Silikotische Knötchen in Kohlebergarbeitern ähneln in ihrer Natur denen, die anderswo beobachtet werden, und bestehen aus einem wirbelnden Muster aus Kollagen und Retikulin. Eine große Autopsiestudie hat ergeben, dass etwa 13 % der Bergarbeiter silikotische Knötchen in ihren Lungen hatten. Obwohl ein Beruf (der des Kraftfahrers) eine viel höhere Prävalenz von silikotischen Knötchen aufwies (25 %), gab es bei Bergleuten in anderen Berufen nur geringe Unterschiede in der Prävalenz, was darauf hindeutet, dass die Kieselsäure im gemischten Grubenstaub dafür verantwortlich war.

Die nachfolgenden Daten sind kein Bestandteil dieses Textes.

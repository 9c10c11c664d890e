//! Explicit single-step update rules (Euler, RK2, RK4)

mod euler;
mod rk2;
mod rk4;

pub use euler::euler;
pub use rk2::rk2;
pub use rk4::rk4;

use std::str::FromStr;

use crate::{Error, Float, ODE};

/// Stepping rule selection.
#[derive(Clone, Copy, Debug, Default, PartialEq, Eq)]
pub enum Method {
    /// Explicit Euler, first order
    Euler,
    /// Explicit midpoint, second order
    #[default]
    RK2,
    /// Classical Runge-Kutta, fourth order
    RK4,
}

impl Method {
    /// Advance the solution by one step of size `h` from `(x, y)`.
    pub fn step<F: ODE>(self, f: &F, x: Float, y: Float, h: Float) -> Float {
        match self {
            Method::Euler => euler(f, x, y, h),
            Method::RK2 => rk2(f, x, y, h),
            Method::RK4 => rk4(f, x, y, h),
        }
    }

    /// Derivative evaluations performed per step.
    pub fn stages(self) -> usize {
        match self {
            Method::Euler => 1,
            Method::RK2 => 2,
            Method::RK4 => 4,
        }
    }
}

/// Parse the method tags `"euler"`, `"RK2"` and `"RK4"`.
///
/// Any other tag is rejected with [`Error::UnknownMethod`] rather than
/// silently producing nothing, so a misspelled tag surfaces at the parse
/// site instead of as an absent result.
impl FromStr for Method {
    type Err = Error;

    fn from_str(s: &str) -> Result<Self, Self::Err> {
        match s {
            "euler" => Ok(Method::Euler),
            "RK2" => Ok(Method::RK2),
            "RK4" => Ok(Method::RK4),
            _ => Err(Error::UnknownMethod(s.to_string())),
        }
    }
}
//! Explicit midpoint (RK2) update rule.

use crate::{Float, ODE};

/// Advance `(x, y)` by one explicit midpoint step of size `h`.
///
/// Evaluates the derivative at the left endpoint and at the Euler-predicted
/// midpoint, in that order, and advances with the midpoint slope alone.
pub fn rk2<F: ODE>(f: &F, x: Float, y: Float, h: Float) -> Float {
    let k1 = f.ode(x, y);
    let k2 = f.ode(x + C2 * h, y + h * A21 * k1);

    y + h * B2 * k2
}

// Explicit midpoint coefficients
const C2: Float = 0.5;
const A21: Float = 0.5;
const B2: Float = 1.0;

Im Röntgenbild kann die Silikose nicht zuverlässig von der Kohlenarbeiter-Pneumokoniose unterschieden werden. Es gibt jedoch einige Hinweise darauf, dass der größere Typ kleiner Trübungen (Typ r) auf eine Silikose hinweist.
Rheumatoide Pneumokoniose
Rheumatoide Pneumokoniose, von denen eine Variante aufgerufen wird Caplan-Syndrom, ist der Begriff, der für einen Zustand verwendet wird, der staubexponierte Arbeiter betrifft, die mehrere große Röntgenschatten entwickeln. Pathologisch ähneln diese Läsionen eher Rheumaknoten als PMF-Läsionen und treten oft in einem kurzen Zeitintervall auf. Eine aktive Arthritis oder das Vorhandensein von zirkulierendem Rheumafaktor werden im Allgemeinen gefunden, sind aber gelegentlich nicht vorhanden.
Lungenkrebs
Zu den berufsbedingten Expositionen, denen Bergleute ausgesetzt sind, gehören eine Reihe von Stoffen, die potenziell karzinogen sind. Einige davon sind Kieselerde und Benzo(a)pyrene. Es gibt jedoch keine eindeutigen Beweise für ein Übermaß an Todesfällen durch Lungenkrebs bei Bergleuten. Eine naheliegende Erklärung dafür ist, dass Kohlebergleute wegen der Brand- und Explosionsgefahr das Rauchen unter Tage verboten ist. Die Tatsache, dass keine Expositions-Wirkungs-Beziehung zwischen Lungenkrebs und Staubexposition festgestellt wurde, legt jedoch nahe, dass Kohlenminenstaub keine Hauptursache für Lungenkrebs in der Industrie ist.
Gesetzliche Grenzwerte für die Staubexposition
Die Weltgesundheitsorganisation (WHO) hat einen „vorläufigen gesundheitsbasierten Expositionsgrenzwert“ für lungengängigen Kohlenminenstaub (mit weniger als 6 % lungengängigem Quarz) im Bereich von 0.5 bis 4 mg/m empfohlen3. Die WHO schlägt als Kriterium ein PMF-Risiko von 2 zu 1,000 im Laufe eines Arbeitslebens vor und empfiehlt, bei der Festlegung von Grenzwerten umweltbedingte Umweltfaktoren, einschließlich Kohlegehalt, Quarzanteil und Partikelgröße, zu berücksichtigen.
Derzeit basieren die Grenzwerte in den großen Kohle produzierenden Ländern allein auf der Regulierung von Kohlenstaub (z. B. 3.8 mg/m3 im Vereinigten Königreich 5 mg/m3 in Australien und Kanada) oder zur Regulierung einer Mischung aus Kohle und Kieselsäure wie in den Vereinigten Staaten (2 mg/m3 wenn der Quarzprozentsatz 5 oder weniger beträgt, oder (10 mg/m3)/Prozent SiO2) oder in Deutschland (4 mg/m3 wenn der Prozent Quarz 5 oder weniger beträgt, oder 0.15 mg/m3 ansonsten) oder zur Regulierung von reinem Quarz (z. B. Polen mit 0.05 mg/m3 Grenze).